This Polynesian theory was overturned by a 2010 study, which was based on genome scans and evaluation of more than 800 genetic markers among a wide variety of Pacific peoples. It found that neither Polynesians nor Micronesians have any genetic relation to Melanesians. Both groups are strongly related genetically to East Asians, particularly Taiwanese aborigines, therefore making Polynesians and Micronesians not related to Melanesians. It appeared that, having developed their sailing outrigger canoes, the ancestors of the Polynesians migrated from East Asia, moved through the Melanesian area quickly on their way, and kept going to eastern areas, where they settled. They left little genetic evidence in Melanesia, "and only intermixed to a very modest degree with the indigenous populations there". Nevertheless, the study still found a small Austronesian genetic signature (below 20%) in less than half of the Melanesian groups who speak Austronesian languages, and which was entirely absent in the Papuan-speaking groups.

The study found a high rate of genetic differentiation and diversity among the groups living within the Melanesian islands, with the peoples not only distinguished between the islands, but also by the languages, topography, and size of an island. Such diversity developed over the tens of thousands of years since initial settlement, as well as after the more recent arrival of Polynesian ancestors at the islands.
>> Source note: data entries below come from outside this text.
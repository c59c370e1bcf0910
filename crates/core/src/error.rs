use thiserror::Error;

#[derive(Debug, Error)]
pub enum DoraError {
    #[error("invalid argument: {0}")]
    InvalidArgument(String),

    #[error("configuration error: {0}")]
    Config(String),

    #[error("parse error: {0}")]
    Parse(String),

    #[error("fetch error: {0}")]
    Fetch(String),

    #[error("{url} returned HTTP {status}")]
    Status { url: String, status: u16 },

    #[error("decode error: {0}")]
    Decode(String),

    #[error("io error: {0}")]
    Io(String),

    #[error("render error: {0}")]
    Render(String),

    #[error("internal error: {0}")]
    Internal(String),
}

pub type Result<T> = std::result::Result<T, DoraError>;
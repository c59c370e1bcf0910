pub mod config;
pub mod error;
pub mod history;
pub mod metrics;
pub mod model;
pub mod time;

pub use error::{DoraError, Result};

pub const METRICS_FILE: &str = "dora_metrics.json";

pub const CANVAS_ID: &str = "doraChart";
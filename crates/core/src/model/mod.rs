pub mod entry;
pub mod github;
pub mod snapshot;
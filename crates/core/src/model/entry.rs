use chrono::{DateTime, Utc};
use serde::{Deserialize, Serialize};

#[derive(Debug, Clone, Serialize, Deserialize, PartialEq)]
pub struct MetricsEntry {
    pub timestamp: DateTime<Utc>,
    pub deployment_frequency: u64,
    pub average_lead_time_hours: f64,
}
Papuan-speaking groups in particular were found to be the most differentiated, while Austronesian-speaking groups along the coastlines were more intermixed.

Further DNA analysis has taken research into new directions, as more Homo erectus races or subspecies have been discovered since the late 20th century. Based on his genetic studies of the Denisova hominin, an ancient human species discovered in 2010, Svante Pääbo claims that ancient human ancestors of the Melanesians interbred in Asia with these humans. He has found that people of New Guinea share 4%–7% of their genome with the Denisovans, indicating this exchange. The Denisovans are considered cousin to the Neanderthals. Both groups are now understood to have migrated out of Africa, with the Neanderthals going into Europe, and the Denisovans heading east about 400,000 years ago. This is based on genetic evidence from a fossil found in Siberia. The evidence from Melanesia suggests their territory extended into southeast Asia, where ancestors of the Melanesians developed.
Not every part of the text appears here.